Или, говорят, если пятьдесят процентов в месяц — это гиперинфляция, если меньше-то нет. А вообще-то гиперинфляция — это психологический феномен в поведении людей. При тридцатипроцентной инфляции в месяц практически во всех странах люди требуют выплаты зарплаты еженедельно. А у нас как платили два раза в месяц, так и платят. И ходим мы с карманами, набитыми деньгами. И вроде чувствуем, что хорошо бы их потратить сразу, а, с другой стороны, понимаем, что жить нужно еще две недели и через десять дней тоже надо будет что-то есть.

Люди живут стереотипами стабильного общества, несмотря ни на что?

-Да. И если вдруг этот стереотип поменяется и люди начнут мгновенно тратить деньги, вот тогда-то и наступит гиперинфляция. Казалось бы, и сейчас можно скупать макароны, мыло, крупы — все, что способно храниться. А они лежат на прилавках. Не говоря о всяких напитках. Народ как-то держится. Да, нет молока, трудно купить сыр. Но к гиперинфляции это не имеет отношения. Потому что в этом случае население должно сметать все, что хранится больше трех дней.

Вы в своем прогнозе затрагиваете макроуровень, а если говорить об обывателе?

Его сознание является гораздо более рыночным, чем мы (в том числе и средства массовой информации) привыкли думать. Хотя это трудно доказать на цифрах.

Говорят, что реальные доходы населения упали в два раза. Но по жизни этого не видно, а значит, люди ищут и находят выход. Все, кто моложе сорока, помимо официального, имеют как минимум еще один источник доходов. Пытаются как-то крутиться, поняв, что на государство рассчитывать нечего. Пожилым, конечно, труднее.

Ваши политические предсказания окрашены, если так можно выразиться, в серые тона, а о «простых смертных» вы говорите с проблесками оптимизма. Как вы разрешаете это противоречие?

Мы в такой ситуации, когда спастись, помочь себе и стране можем только сами. Никакая западная помощь ничего не решит. Не хватит ее: сколько ни дадут, все промотаем. Серый цвет» перспектив во многом определяется тем, что официальная статистика ничего не знает о частном секторе. Уже в 1991 году я оценивал долю выведенного из-под прямого государственного управления сектора — аренды, кооперативов и т. п. — в двадцать процентов валового национального продукта.

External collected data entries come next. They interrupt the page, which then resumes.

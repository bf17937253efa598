//! Prometheus metrics

use crate::error::SurfsUpError;

use axum::http::{Request, Response};
use lazy_static::lazy_static;
use prometheus::{self, Encoder, HistogramOpts, HistogramVec, IntCounterVec, Opts, Registry};
use tracing::Span;

lazy_static! {
    // Registry for holding metric state
    pub static ref REGISTRY: Registry = Registry::new();
    // Simple request counter
    pub static ref INCOMING_REQUESTS: IntCounterVec = IntCounterVec::new(
        Opts::new("incoming_requests", "The number of HTTP requests received"),
        &["http_method"]
    ).unwrap();
    // Request counter by status code
    pub static ref RESPONSE_CODE_COLLECTOR: IntCounterVec = IntCounterVec::new(
        Opts::new("outgoing_response", "The number of responses sent."),
        &["status_code"]
    ).unwrap();
    // Request histogram by response time
    pub static ref RESPONSE_TIME_COLLECTOR: HistogramVec = HistogramVec::new(
        HistogramOpts{
            common_opts: Opts::new("response_time", "The time taken to respond to each request"),
            buckets: prometheus::DEFAULT_BUCKETS.to_vec(),
        },
        &[],
    ).unwrap();
    // Dataset query histogram by query name
    pub static ref DATASET_QUERY_TIME: HistogramVec = HistogramVec::new(
        HistogramOpts{
            common_opts: Opts::new("dataset_query_time", "The time taken to run each dataset query"),
            buckets: prometheus::DEFAULT_BUCKETS.to_vec(),
        },
        &["query"],
    ).unwrap();
}

/// Register all collectors with [REGISTRY].
///
/// Must be called once at startup, before `/metrics` is scraped.
pub fn register_metrics() -> Result<(), SurfsUpError> {
    REGISTRY.register(Box::new(INCOMING_REQUESTS.clone()))?;
    REGISTRY.register(Box::new(RESPONSE_CODE_COLLECTOR.clone()))?;
    REGISTRY.register(Box::new(RESPONSE_TIME_COLLECTOR.clone()))?;
    REGISTRY.register(Box::new(DATASET_QUERY_TIME.clone()))?;
    Ok(())
}

/// Render the registry in the Prometheus text exposition format.
pub async fn metrics_handler() -> Result<String, SurfsUpError> {
    let encoder = prometheus::TextEncoder::new();
    let mut buffer = Vec::new();
    encoder.encode(&REGISTRY.gather(), &mut buffer)?;
    Ok(String::from_utf8_lossy(&buffer).into_owned())
}

/// Increments the prometheus counter on all incoming requests, labelled by http method
pub fn request_counter<B>(request: &Request<B>, _span: &Span) {
    INCOMING_REQUESTS
        .with_label_values(&[&request.method().to_string().to_ascii_uppercase()])
        .inc();
}

/// Increment the prometheus counter on all outgoing responses, labelled by status code
pub fn record_response_metrics<B>(
    response: &Response<B>,
    latency: std::time::Duration,
    _span: &Span,
) {
    RESPONSE_CODE_COLLECTOR
        .with_label_values(&[response.status().as_str()])
        .inc();

    RESPONSE_TIME_COLLECTOR
        .with_label_values(&[])
        .observe(latency.as_secs_f64());
}

/// Start a timer for the named dataset query. The observation is recorded when the returned
/// timer is dropped.
pub fn query_timer(query: &str) -> prometheus::HistogramTimer {
    DATASET_QUERY_TIME.with_label_values(&[query]).start_timer()
}
//! This crate provides a small read-only HTTP API over a historical weather observation dataset
//! of precipitation and temperature readings tied to measurement stations.
//!
//! It answers four queries:
//!
//! * precipitation over the last 12 months of data, keyed by date
//! * the list of stations
//! * temperature observations of the most active station over the last 12 months of data
//! * minimum, average and maximum temperature over a date range
//!
//! "Last 12 months" is always anchored on the latest date recorded in the dataset rather than
//! the current date, so responses depend only on the data.
//!
//! The server is built on top of a number of open source components.
//!
//! * [Tokio](tokio), the most popular asynchronous Rust runtime.
//! * [Axum](axum) web framework, built by the Tokio team, on top of the [hyper] HTTP library.
//! * [Serde](serde) performs serialisation of JSON response data.
//! * [rusqlite] with an [r2d2] connection pool reads the SQLite dataset.

pub mod app;
pub mod app_state;
pub mod cli;
pub mod dataset;
pub mod error;
pub mod metrics;
pub mod models;
pub mod server;
#[cfg(test)]
pub mod test_utils;
pub mod tracing;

Сегодня доля частного сектора гораздо выше. Есть огромная часть национального богатства, о которой статистика не может судить. Мы даже не знаем, сколько в стране коммерческих ларьков. А оборот каждого из них в Москве — 80 тысяч в день!

При норме прибыли пятьдесят процентов получается не менее пятнадцати-двадцати тысяч рублей на человека. Это деньги, которые нигде не учтены, — личный доход. А посмотрите на частное строительство, которого официальная статистика тоже не замечает. Огромное количество настоящих особняков, а не времянок до первого пожара.

Нет даже выборочной статистики. Налоги никто не платит, потому что доходы не учтены. Не говорю, что это хорошо, но в отношении нашего населения я спокоен.

Можно ли судить людей за то, что они не сообщают в налоговую инспекцию о своих доходах?